Your landing page should:
- Load quickly on mobile.
- Feature real photos of sites, hookups, and amenities.
- Highlight essential details like amperage, pull-through availability, pet policy, and Wi-Fi.
- Place a clear “Book Now” button above the fold.
- Display authentic reviews to build trust.
Match the page to the ad. If your ad promotes “leaf-peeping near Skyline Drive,” the page should mention foliage season and show availability. If the ad promises “last-minute pull-through sites,” the booking path must make that clear.
Tracking user behavior helps refine the page. Monitor clicks on “Book Now,” calls from the page, and form completions. If travelers start bookings but abandon midway, examine your booking engine for friction. Sometimes the biggest gains come not from ads but from simplifying the reservation process.
Start Boosting Your Bookings Today
Fall bookings depend on being visible at the right moment. Google Ads provides that visibility, but efficiency comes from precision: targeting the right searches, running ads during peak hours, and making sure your landing page converts.
Start simple: confirm conversion tracking, run a brand campaign, and launch one non-brand group focused on your top amenity. Then add efficiency layers: dayparting, geo-targeting, and seasonal campaigns. Optimize your landing page for mobile speed and clarity.
When you need guidance, the Google Ads homepage explains the platform’s features, Google Ads Help details how to adjust budgets, RoverPass highlights RV travel growth, and WordStream benchmarks provide context for performance. Together, these resources ground your decisions in real data.
Pick one action today: add a handful of negative keywords, tighten your ad schedule around evening hours, or update your booking page with a more prominent “Book Now” button. Small, steady improvements compound into a big difference. With the right strategy, your fall marketing budget can carry you through shoulder season and keep your park full.
Frequently Asked Questions about Google Ads for RV Parks
Is Google Ads worth it with a small budget?
Yes.
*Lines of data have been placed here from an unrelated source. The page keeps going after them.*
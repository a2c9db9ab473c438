//! Content-addressed object storage.

use crate::{Commit, ObjectType, Result, StorageError, Sum, Table};
use bytes::Bytes;
use parking_lot::RwLock;
use std::collections::HashMap;
use std::sync::Arc;

/// Trait for object storage backends.
///
/// Objects are immutable and keyed by their type and content sum, so
/// writes are idempotent and safe under concurrent writers.
pub trait ObjectStore: Send + Sync {
    /// Retrieves the encoded object, if present.
    fn get(&self, object_type: ObjectType, sum: &Sum) -> Result<Option<Bytes>>;

    /// Stores an encoded object under its sum.
    fn put(&self, object_type: ObjectType, sum: &Sum, data: Bytes) -> Result<()>;

    /// Checks if an object exists.
    fn exist(&self, object_type: ObjectType, sum: &Sum) -> Result<bool>;

    /// Loads and decodes a commit.
    fn get_commit(&self, sum: &Sum) -> Result<Commit> {
        let data = self
            .get(ObjectType::Commit, sum)?
            .ok_or_else(|| not_found(ObjectType::Commit, sum))?;
        Commit::decode(&data)
    }

    /// Encodes and stores a commit, returning its sum.
    fn save_commit(&self, commit: &Commit) -> Result<Sum> {
        let data = commit.encode();
        let sum = Sum::compute(&data);
        self.put(ObjectType::Commit, &sum, data)?;
        Ok(sum)
    }

    /// Loads and decodes a table.
    fn get_table(&self, sum: &Sum) -> Result<Table> {
        let data = self
            .get(ObjectType::Table, sum)?
            .ok_or_else(|| not_found(ObjectType::Table, sum))?;
        Table::decode(&data)
    }

    /// Encodes and stores a table, returning its sum.
    fn save_table(&self, table: &Table) -> Result<Sum> {
        let data = table.encode();
        let sum = Sum::compute(&data);
        self.put(ObjectType::Table, &sum, data)?;
        Ok(sum)
    }

    /// Loads a block.
    fn get_block(&self, sum: &Sum) -> Result<Bytes> {
        self.get(ObjectType::Block, sum)?
            .ok_or_else(|| not_found(ObjectType::Block, sum))
    }

    /// Stores a block, returning its sum.
    fn save_block(&self, data: Bytes) -> Result<Sum> {
        let sum = Sum::compute(&data);
        self.put(ObjectType::Block, &sum, data)?;
        Ok(sum)
    }

    /// Stores raw object bytes as received from a peer, recomputing the sum.
    fn save_raw(&self, object_type: ObjectType, data: Bytes) -> Result<Sum> {
        match object_type {
            ObjectType::Commit => {
                Commit::decode(&data)?;
            }
            ObjectType::Table => {
                Table::decode(&data)?;
            }
            ObjectType::Block => {}
        }
        let sum = Sum::compute(&data);
        self.put(object_type, &sum, data)?;
        Ok(sum)
    }
}

impl<T: ObjectStore + ?Sized> ObjectStore for Arc<T> {
    fn get(&self, object_type: ObjectType, sum: &Sum) -> Result<Option<Bytes>> {
        (**self).get(object_type, sum)
    }

    fn put(&self, object_type: ObjectType, sum: &Sum, data: Bytes) -> Result<()> {
        (**self).put(object_type, sum, data)
    }

    fn exist(&self, object_type: ObjectType, sum: &Sum) -> Result<bool> {
        (**self).exist(object_type, sum)
    }
}

pub(crate) fn not_found(object_type: ObjectType, sum: &Sum) -> StorageError {
    StorageError::NotFound {
        kind: object_type.as_str(),
        sum: sum.to_hex(),
    }
}

/// In-memory object store.
#[derive(Debug, Default)]
pub struct MemoryStore {
    objects: RwLock<HashMap<(ObjectType, Sum), Bytes>>,
}

impl MemoryStore {
    /// Creates a new empty object store.
    pub fn new() -> Self {
        Self::default()
    }

    /// Returns the number of objects in the store.
    pub fn len(&self) -> usize {
        self.objects.read().len()
    }

    /// Returns true if the store is empty.
    pub fn is_empty(&self) -> bool {
        self.objects.read().is_empty()
    }

    /// Returns the number of objects of one type.
    pub fn count(&self, object_type: ObjectType) -> usize {
        self.objects
            .read()
            .keys()
            .filter(|(ty, _)| *ty == object_type)
            .count()
    }
}

impl ObjectStore for MemoryStore {
    fn get(&self, object_type: ObjectType, sum: &Sum) -> Result<Option<Bytes>> {
        Ok(self.objects.read().get(&(object_type, *sum)).cloned())
    }

    fn put(&self, object_type: ObjectType, sum: &Sum, data: Bytes) -> Result<()> {
        self.objects.write().insert((object_type, *sum), data);
        Ok(())
    }

    fn exist(&self, object_type: ObjectType, sum: &Sum) -> Result<bool> {
        Ok(self.objects.read().contains_key(&(object_type, *sum)))
    }
}
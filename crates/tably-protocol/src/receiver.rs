//! Accumulates pushed objects until every wanted commit is complete.

use crate::packfile::PackfileReader;
use crate::{Result, SumSet};
use bytes::Bytes;
use std::sync::Arc;
use tably_storage::{Commit, ObjectStore, ObjectType, Sum, Table};

/// Tracks which objects a push still owes the receiver.
///
/// A commit is complete once it and its table, blocks and parents are all
/// present in the store, either from before the push or from a packfile.
pub struct ObjectReceiver {
    objects: Arc<dyn ObjectStore>,
    pending_commits: SumSet,
    pending_tables: SumSet,
    pending_blocks: SumSet,
    received: usize,
}

impl ObjectReceiver {
    /// Creates a receiver expecting the given commits.
    pub fn new(objects: Arc<dyn ObjectStore>, wanted: impl IntoIterator<Item = Sum>) -> Result<Self> {
        let mut pending_commits = SumSet::new();
        for sum in wanted {
            if !objects.exist(ObjectType::Commit, &sum)? {
                pending_commits.insert(sum);
            }
        }
        Ok(Self {
            objects,
            pending_commits,
            pending_tables: SumSet::new(),
            pending_blocks: SumSet::new(),
            received: 0,
        })
    }

    /// Stores one object and updates what remains outstanding.
    pub fn receive(&mut self, object_type: ObjectType, data: Vec<u8>) -> Result<Sum> {
        let data = Bytes::from(data);
        let sum = self.objects.save_raw(object_type, data.clone())?;
        self.received += 1;

        match object_type {
            ObjectType::Commit => {
                self.pending_commits.remove(&sum);
                let commit = Commit::decode(&data)?;
                for parent in &commit.parents {
                    if !self.objects.exist(ObjectType::Commit, parent)? {
                        self.pending_commits.insert(*parent);
                    }
                }
                if !self.objects.exist(ObjectType::Table, &commit.table)? {
                    self.pending_tables.insert(commit.table);
                }
            }
            ObjectType::Table => {
                self.pending_tables.remove(&sum);
                let table = Table::decode(&data)?;
                for block in &table.blocks {
                    if !self.objects.exist(ObjectType::Block, block)? {
                        self.pending_blocks.insert(*block);
                    }
                }
            }
            ObjectType::Block => {
                self.pending_blocks.remove(&sum);
            }
        }
        Ok(sum)
    }

    /// Reads every object out of a packfile.
    pub fn receive_packfile(&mut self, data: &[u8]) -> Result<usize> {
        let mut reader = PackfileReader::new(data)?;
        let mut count = 0;
        while let Some((object_type, data)) = reader.read_object()? {
            self.receive(object_type, data)?;
            count += 1;
        }
        tracing::debug!(
            objects = count,
            pending = self.pending(),
            "Received packfile"
        );
        Ok(count)
    }

    /// Returns true once nothing is outstanding.
    pub fn is_complete(&self) -> bool {
        self.pending() == 0
    }

    /// Number of objects still outstanding.
    pub fn pending(&self) -> usize {
        self.pending_commits.len() + self.pending_tables.len() + self.pending_blocks.len()
    }

    /// Total objects received so far.
    pub fn received(&self) -> usize {
        self.received
    }
}

#[cfg(test)]
mod tests {
    use super::*;
    use crate::packfile::PackfileWriter;
    use crate::testutil::Graph;

    fn pack(source: &Graph, objects: &[(ObjectType, Sum)]) -> Vec<u8> {
        let mut writer = PackfileWriter::new(Vec::new()).unwrap();
        for (ty, sum) in objects {
            let data = source.store().get(*ty, sum).unwrap().unwrap();
            writer.write_object(*ty, &data).unwrap();
        }
        writer.finish().unwrap()
    }

    fn closure(g: &Graph, sum: Sum) -> Vec<(ObjectType, Sum)> {
        let commit = g.store().get_commit(&sum).unwrap();
        let table = g.store().get_table(&commit.table).unwrap();
        let mut objects: Vec<_> = table
            .blocks
            .iter()
            .map(|b| (ObjectType::Block, *b))
            .collect();
        objects.push((ObjectType::Table, commit.table));
        objects.push((ObjectType::Commit, sum));
        objects
    }

    #[test]
    fn test_complete_after_full_closure() {
        let mut client = Graph::new();
        let a = client.commit("a", &[], 1);
        let b = client.commit("b", &[a], 2);

        let server = Graph::new();
        client.copy_commit(&a, &server);

        let mut receiver = ObjectReceiver::new(server.objects(), [b]).unwrap();
        assert!(!receiver.is_complete());
        receiver.receive_packfile(&pack(&client, &closure(&client, b))).unwrap();
        assert!(receiver.is_complete());
        assert_eq!(receiver.received(), 3);
        assert!(server.store().exist(ObjectType::Commit, &b).unwrap());
    }

    #[test]
    fn test_missing_parent_keeps_receiver_waiting() {
        let mut client = Graph::new();
        let a = client.commit("a", &[], 1);
        let b = client.commit("b", &[a], 2);
        let server = Graph::new();

        let mut receiver = ObjectReceiver::new(server.objects(), [b]).unwrap();
        receiver.receive_packfile(&pack(&client, &closure(&client, b))).unwrap();
        assert!(!receiver.is_complete());
        assert_eq!(receiver.pending(), 1);

        receiver.receive_packfile(&pack(&client, &closure(&client, a))).unwrap();
        assert!(receiver.is_complete());
    }

    #[test]
    fn test_commit_before_table_waits_for_table() {
        let mut client = Graph::new();
        let a = client.commit("a", &[], 1);
        let server = Graph::new();

        let mut objects = closure(&client, a);
        objects.reverse();
        let mut receiver = ObjectReceiver::new(server.objects(), [a]).unwrap();
        receiver.receive_packfile(&pack(&client, &objects[..1])).unwrap();
        assert_eq!(receiver.pending(), 1);
        receiver.receive_packfile(&pack(&client, &objects[1..2])).unwrap();
        assert_eq!(receiver.pending(), 1);
        receiver.receive_packfile(&pack(&client, &objects[2..])).unwrap();
        assert!(receiver.is_complete());
    }

    #[test]
    fn test_existing_commit_needs_nothing() {
        let mut g = Graph::new();
        let a = g.commit("a", &[], 1);
        let receiver = ObjectReceiver::new(g.objects(), [a]).unwrap();
        assert!(receiver.is_complete());
    }

    #[test]
    fn test_invalid_object_is_rejected() {
        let server = Graph::new();
        let mut receiver = ObjectReceiver::new(server.objects(), []).unwrap();
        assert!(receiver
            .receive(ObjectType::Table, b"not a table".to_vec())
            .is_err());
        assert!(server.store().is_empty());
    }
}
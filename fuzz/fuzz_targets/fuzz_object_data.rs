//! Fuzz target for commit and table decoding.

#![no_main]

use libfuzzer_sys::fuzz_target;
use tably_storage::{Commit, Table};

fuzz_target!(|data: &[u8]| {
    if let Ok(commit) = Commit::decode(data) {
        let _ = commit.sum();
    }
    if let Ok(table) = Table::decode(data) {
        let _ = table.sum();
    }
});
//! Packfile framing for object transfer.
//!
//! A packfile is an 8-byte header (`PACK` + big-endian version) followed
//! by a sequence of frames. Each frame header packs the object type and
//! payload length into a varint:
//!
//! ```text
//! first byte:  [more:1][type:3][len 0..4]
//! next bytes:  [more:1][len next 7 bits]   (least significant group first)
//! ```
//!
//! Objects are not compressed individually; the HTTP layer gzips the
//! whole stream.

use crate::{ProtocolError, Result};
use std::io::{Read, Write};
use tably_storage::ObjectType;

/// Magic bytes at the start of a packfile.
const PACK_SIGNATURE: &[u8; 4] = b"PACK";
/// Packfile version we support.
const PACK_VERSION: u32 = 1;
/// Size of the packfile header in bytes.
pub const HEADER_LEN: usize = 8;
/// Upper bound on the buffer reserved before an object's bytes arrive.
const PREALLOC_LIMIT: u64 = 1 << 20;

/// Writes objects into a packfile stream.
pub struct PackfileWriter<W> {
    writer: W,
    written: usize,
}

impl<W: Write> PackfileWriter<W> {
    /// Creates a writer and emits the packfile header.
    pub fn new(mut writer: W) -> Result<Self> {
        writer.write_all(PACK_SIGNATURE)?;
        writer.write_all(&PACK_VERSION.to_be_bytes())?;
        Ok(Self {
            writer,
            written: HEADER_LEN,
        })
    }

    /// Frame-encodes and writes one object.
    pub fn write_object(&mut self, object_type: ObjectType, data: &[u8]) -> Result<()> {
        let mut header = [0u8; 11];
        let header_len = encode_frame_header(object_type, data.len() as u64, &mut header);
        self.writer.write_all(&header[..header_len])?;
        self.writer.write_all(data)?;
        self.written += header_len + data.len();
        Ok(())
    }

    /// Total bytes written so far, header included.
    pub fn bytes_written(&self) -> usize {
        self.written
    }

    /// Flushes and returns the inner writer.
    pub fn finish(mut self) -> Result<W> {
        self.writer.flush()?;
        Ok(self.writer)
    }
}

/// Encodes a frame header into `out`, returning the number of bytes used.
fn encode_frame_header(object_type: ObjectType, size: u64, out: &mut [u8; 11]) -> usize {
    let mut first_byte = (object_type.pack_type() << 4) | ((size & 0x0F) as u8);
    let mut remaining = size >> 4;
    if remaining > 0 {
        first_byte |= 0x80;
    }
    out[0] = first_byte;

    let mut n = 1;
    while remaining > 0 {
        let mut byte = (remaining & 0x7F) as u8;
        remaining >>= 7;
        if remaining > 0 {
            byte |= 0x80;
        }
        out[n] = byte;
        n += 1;
    }
    n
}

/// Returns the encoded size of a frame carrying `len` payload bytes.
pub fn frame_len(len: usize) -> usize {
    let mut header = 1;
    let mut remaining = (len as u64) >> 4;
    while remaining > 0 {
        header += 1;
        remaining >>= 7;
    }
    header + len
}

/// Reads objects out of a packfile stream.
pub struct PackfileReader<R> {
    reader: R,
    max_object_size: u64,
}

impl<R: Read> PackfileReader<R> {
    /// Creates a reader, validating the packfile header.
    pub fn new(mut reader: R) -> Result<Self> {
        let mut header = [0u8; HEADER_LEN];
        reader.read_exact(&mut header).map_err(|e| {
            if e.kind() == std::io::ErrorKind::UnexpectedEof {
                ProtocolError::InvalidPackfile("packfile too small".to_string())
            } else {
                e.into()
            }
        })?;

        if &header[0..4] != PACK_SIGNATURE {
            return Err(ProtocolError::InvalidPackfile(
                "invalid signature".to_string(),
            ));
        }
        let version = u32::from_be_bytes([header[4], header[5], header[6], header[7]]);
        if version != PACK_VERSION {
            return Err(ProtocolError::InvalidPackfile(format!(
                "unsupported version: {}",
                version
            )));
        }

        Ok(Self {
            reader,
            max_object_size: u32::MAX as u64,
        })
    }

    /// Caps the payload size a single frame may declare.
    pub fn with_max_object_size(mut self, max: u64) -> Self {
        self.max_object_size = max;
        self
    }

    /// Reads the next object, or `None` at the end of the stream.
    pub fn read_object(&mut self) -> Result<Option<(ObjectType, Vec<u8>)>> {
        let mut byte = [0u8; 1];
        match self.reader.read_exact(&mut byte) {
            Ok(()) => {}
            Err(e) if e.kind() == std::io::ErrorKind::UnexpectedEof => return Ok(None),
            Err(e) => return Err(e.into()),
        }

        let first_byte = byte[0];
        let object_type = ObjectType::from_pack_type((first_byte >> 4) & 0x07)
            .map_err(|e| ProtocolError::InvalidPackfile(e.to_string()))?;
        let mut size = (first_byte & 0x0F) as u64;
        let mut shift = 4u32;

        let mut more = first_byte & 0x80 != 0;
        while more {
            self.read_byte(&mut byte, "unexpected end in size")?;
            if shift > 63 {
                return Err(ProtocolError::InvalidPackfile("size overflow".to_string()));
            }
            let group = (byte[0] & 0x7F) as u64;
            if shift > 57 && group >> (64 - shift) != 0 {
                return Err(ProtocolError::InvalidPackfile("size overflow".to_string()));
            }
            size |= group << shift;
            shift += 7;
            more = byte[0] & 0x80 != 0;
        }

        if size > self.max_object_size {
            return Err(ProtocolError::InvalidPackfile(format!(
                "object too large: {} bytes",
                size
            )));
        }

        // The declared size is untrusted until the bytes actually arrive.
        let mut data = Vec::with_capacity(size.min(PREALLOC_LIMIT) as usize);
        (&mut self.reader).take(size).read_to_end(&mut data)?;
        if data.len() as u64 != size {
            return Err(ProtocolError::InvalidPackfile(
                "truncated object".to_string(),
            ));
        }

        Ok(Some((object_type, data)))
    }

    fn read_byte(&mut self, byte: &mut [u8; 1], context: &str) -> Result<()> {
        self.reader.read_exact(byte).map_err(|e| {
            if e.kind() == std::io::ErrorKind::UnexpectedEof {
                ProtocolError::InvalidPackfile(context.to_string())
            } else {
                e.into()
            }
        })
    }

    /// Consumes the reader and returns the inner reader.
    pub fn into_inner(self) -> R {
        self.reader
    }
}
With careful targeting and negative keyword use, even $600–$1,000 per month can deliver steady bookings. Keep campaigns local, use phrase and exact match, and refine weekly.
Is $20 a day a good starting point for Google Ads?
It can be. Treat the first weeks as data collection. Protect your brand searches, test one high-intent non-brand theme, and expand as results come in. Monitor search terms closely to avoid waste.
How should I split the budget between brand and non-brand?
Defend brand searches first, then direct most of your spend to non-brand terms that capture new guests. Revisit the split monthly, not daily, and adjust around seasonal events.
Should I try Performance Max for an RV park?
Yes, once conversion tracking is reliable. Performance Max can expand reach into Maps and YouTube, but keep a parallel search campaign for core keywords to maintain control.